I heard the sound of a stick and a shambling step on the flags in the passage outside, and the door creaked on its hinges as a second old man entered, more bent, more wrinkled, more aged even than the first. He supported himself by a single crutch, his eyes were covered by a shade, and his lower lip, half averted, hung pale and pink from his decaying yellow teeth. He made straight for an arm-chair on the opposite side of the table, sat down clumsily, and began to cough. The man with the withered arm gave this new-comer a short glance of positive dislike; the old woman took no notice of his arrival, but remained with her eyes fixed steadily on the fire.

“I said – it’s your own choosing,” said the man with the withered arm, when the coughing had ceased for a while.
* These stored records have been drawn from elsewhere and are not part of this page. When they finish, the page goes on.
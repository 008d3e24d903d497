//! The elemental step of the combat formula, as an injectable seam.
//!
//! The host's combat pipeline calls one elemental step per hit. The original
//! step is supplied by the host through [`ElementalFormula`]; the damage hook
//! in the runtime crate decides per call whether to invoke it or [`crate::resolve`].

use crate::affinity::AffinityProfile;
use crate::combat::favorable;
use crate::element::ElementSet;

/// One implementation of the elemental damage step.
pub trait ElementalFormula {
    /// Compute final damage for `damage` hitting `target` with `elements`.
    fn compute(&self, target: &AffinityProfile, elements: ElementSet, damage: i32) -> i32;
}

impl<F> ElementalFormula for F
where
    F: Fn(&AffinityProfile, ElementSet, i32) -> i32,
{
    fn compute(&self, target: &AffinityProfile, elements: ElementSet, damage: i32) -> i32 {
        self(target, elements, damage)
    }
}

/// The unpatched elemental step when nothing else modifies it.
///
/// Weaknesses stack and any neutral element lets the hit through unmodified,
/// which is the favorable policy. Used as the fallback formula by tooling that
/// has no host to call into.
#[derive(Clone, Copy, Debug, Default, PartialEq, Eq)]
pub struct VanillaFormula;

impl ElementalFormula for VanillaFormula {
    fn compute(&self, target: &AffinityProfile, elements: ElementSet, damage: i32) -> i32 {
        if !elements.has_elements() {
            return damage;
        }
        favorable::resolve(target, elements, damage)
    }
}

#[cfg(test)]
mod tests {
    use super::*;

    #[test]
    fn closures_are_formulas() {
        let doubled = |_: &AffinityProfile, _: ElementSet, damage: i32| damage * 2;
        assert_eq!(doubled.compute(&AffinityProfile::NEUTRAL, ElementSet::FIRE, 21), 42);
    }

    #[test]
    fn vanilla_formula_stacks_weaknesses() {
        let target = AffinityProfile::NEUTRAL.with_weak(ElementSet::FIRE | ElementSet::ICE);
        let attack = ElementSet::FIRE | ElementSet::ICE;
        assert_eq!(VanillaFormula.compute(&target, attack, 100), 225);
        assert_eq!(VanillaFormula.compute(&target, ElementSet::empty(), 100), 100);
    }
}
“It’s my own choosing,” I answered.

The man with the shade became aware of my presence for the first time, and threw his head back for a moment and sideways, to see me. I caught a momentary glimpse of his eyes, small and brigth and inflamed. Then he began to cough and splutter again.

“Why don’t you have a drink?” said the man with the withered arm, pushing the beer towards him. The man with the shade poured out a glassful with a shaky arm that splashed half as much again on the deal table. A monstrous shadow of him crouched upon the wall and mocked his action as he poured and drank. I must confess I had scarce expected these grotesque custodians. There is to my mind something inhuman in senility, something crouching and atavistic; the human qualitites seem to drop from old people insensibly day by day. The three of them made me feel uncomfortable, with their gaunt silences, their bent carriage, their evident unfriendliness to me and to one another.

“If,” said I, “you will show me to this haunted room of yours, I will make myself comfortable there.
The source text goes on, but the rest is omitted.